*** Opening Material for this exercise ***
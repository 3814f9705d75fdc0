//! Output buffer for generated code.

use super::{CodeFragment, Indent, Renderable};

/// Indented output buffer a strategy writes a file body into.
///
/// # Example
///
/// ```
/// use protogen_codegen::builder::CodeBuilder;
///
/// let mut builder = CodeBuilder::rust();
/// builder
///     .push_line("pub struct Foo {")
///     .push_indent()
///     .push_line("pub bar: u32,")
///     .push_dedent()
///     .push_line("}");
///
/// assert_eq!(builder.build(), "pub struct Foo {\n    pub bar: u32,\n}\n");
/// ```
#[derive(Debug, Clone)]
pub struct CodeBuilder {
    indent_level: usize,
    indent: Indent,
    buffer: String,
}

impl CodeBuilder {
    /// Create a new CodeBuilder with the specified indentation.
    pub fn new(indent: Indent) -> Self {
        Self {
            indent_level: 0,
            indent,
            buffer: String::new(),
        }
    }

    /// Create a new CodeBuilder with 4-space indentation.
    pub fn rust() -> Self {
        Self::new(Indent::RUST)
    }

    /// Add a line of code with current indentation.
    pub fn push_line(&mut self, s: &str) -> &mut Self {
        self.write_indent();
        self.buffer.push_str(s);
        self.buffer.push('\n');
        self
    }

    /// Add a blank line.
    pub fn push_blank(&mut self) -> &mut Self {
        self.buffer.push('\n');
        self
    }

    /// Add raw text without indentation or newline.
    pub fn push_raw(&mut self, s: &str) -> &mut Self {
        self.buffer.push_str(s);
        self
    }

    /// Increase indentation level.
    pub fn push_indent(&mut self) -> &mut Self {
        self.indent_level += 1;
        self
    }

    /// Decrease indentation level.
    pub fn push_dedent(&mut self) -> &mut Self {
        self.indent_level = self.indent_level.saturating_sub(1);
        self
    }

    /// Add an outer doc comment (`/// text`).
    pub fn push_rust_doc(&mut self, text: &str) -> &mut Self {
        self.push_doc("///", text)
    }

    /// Add an inner doc comment (`//! text`).
    ///
    /// Unlike plain `//` comments these are attributes, so they survive
    /// canonicalization.
    pub fn push_inner_doc(&mut self, text: &str) -> &mut Self {
        self.push_doc("//!", text)
    }

    fn push_doc(&mut self, prefix: &str, text: &str) -> &mut Self {
        self.write_indent();
        self.buffer.push_str(prefix);
        if !text.is_empty() {
            self.buffer.push(' ');
            self.buffer.push_str(text);
        }
        self.buffer.push('\n');
        self
    }

    /// Emit a Renderable node.
    pub fn emit(&mut self, node: &impl Renderable) -> &mut Self {
        for fragment in node.to_fragments() {
            self.apply_fragment(fragment);
        }
        self
    }

    /// Apply a single code fragment.
    pub fn apply_fragment(&mut self, fragment: CodeFragment) {
        match fragment {
            CodeFragment::Line(s) => {
                self.push_line(&s);
            }
            CodeFragment::Block {
                header,
                body,
                close,
            } => {
                self.push_line(&header);
                self.push_indent();
                for f in body {
                    self.apply_fragment(f);
                }
                self.push_dedent();
                if let Some(c) = close {
                    self.push_line(&c);
                }
            }
            CodeFragment::RustDoc(text) => {
                self.push_rust_doc(&text);
            }
        }
    }

    /// Move the written text out, leaving the buffer empty.
    ///
    /// Indentation level is reset as well.
    pub fn take(&mut self) -> String {
        self.indent_level = 0;
        std::mem::take(&mut self.buffer)
    }

    /// Get the current indentation level.
    pub fn current_indent(&self) -> usize {
        self.indent_level
    }

    /// Whether nothing has been written yet.
    pub fn is_empty(&self) -> bool {
        self.buffer.is_empty()
    }

    /// Consume the builder and return the generated code.
    pub fn build(self) -> String {
        self.buffer
    }

    /// Get a reference to the current buffer content.
    pub fn as_str(&self) -> &str {
        &self.buffer
    }

    fn write_indent(&mut self) {
        for _ in 0..self.indent_level {
            self.buffer.push_str(self.indent.as_str());
        }
    }
}

impl Default for CodeBuilder {
    fn default() -> Self {
        Self::rust()
    }
}

#[cfg(test)]
mod tests {
    use super::*;

    #[test]
    fn test_mutable_api_basic() {
        let mut builder = CodeBuilder::rust();
        builder
            .push_line("let x = 1;")
            .push_blank()
            .push_line("let y = 2;");
        assert_eq!(builder.build(), "let x = 1;\n\nlet y = 2;\n");
    }

    #[test]
    fn test_dedent_saturates() {
        let mut builder = CodeBuilder::new(Indent::Tab);
        builder.push_dedent().push_indent().push_line("x");
        assert_eq!(builder.current_indent(), 1);
        assert_eq!(builder.build(), "\tx\n");
    }

    #[test]
    fn test_doc_comments() {
        let mut builder = CodeBuilder::rust();
        builder
            .push_inner_doc("Generated.")
            .push_inner_doc("")
            .push_rust_doc("A message");
        assert_eq!(builder.build(), "//! Generated.\n//!\n/// A message\n");
    }

    #[test]
    fn test_take_resets_buffer() {
        let mut builder = CodeBuilder::rust();
        builder.push_indent().push_line("body");

        assert_eq!(builder.take(), "    body\n");
        assert!(builder.is_empty());
        assert_eq!(builder.current_indent(), 0);
    }

    #[test]
    fn test_emit_block_fragment() {
        struct BlockNode;
        impl Renderable for BlockNode {
            fn to_fragments(&self) -> Vec<CodeFragment> {
                vec![
                    CodeFragment::RustDoc("Entry point".to_string()),
                    CodeFragment::Block {
                        header: "fn main() {".to_string(),
                        body: vec![CodeFragment::Line("run();".to_string())],
                        close: Some("}".to_string()),
                    },
                ]
            }
        }

        let mut builder = CodeBuilder::rust();
        builder.emit(&BlockNode);
        assert_eq!(
            builder.build(),
            "/// Entry point\nfn main() {\n    run();\n}\n"
        );
    }
}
*** Closing Material for this exercise ***
__Exercise goal__
Which lines of the records above contain the word "main"? Show each of them.

__Exercise answer__
                        header: "fn main() {".to_string(),
            "/// Entry point\nfn main() {\n    run();\n}\n"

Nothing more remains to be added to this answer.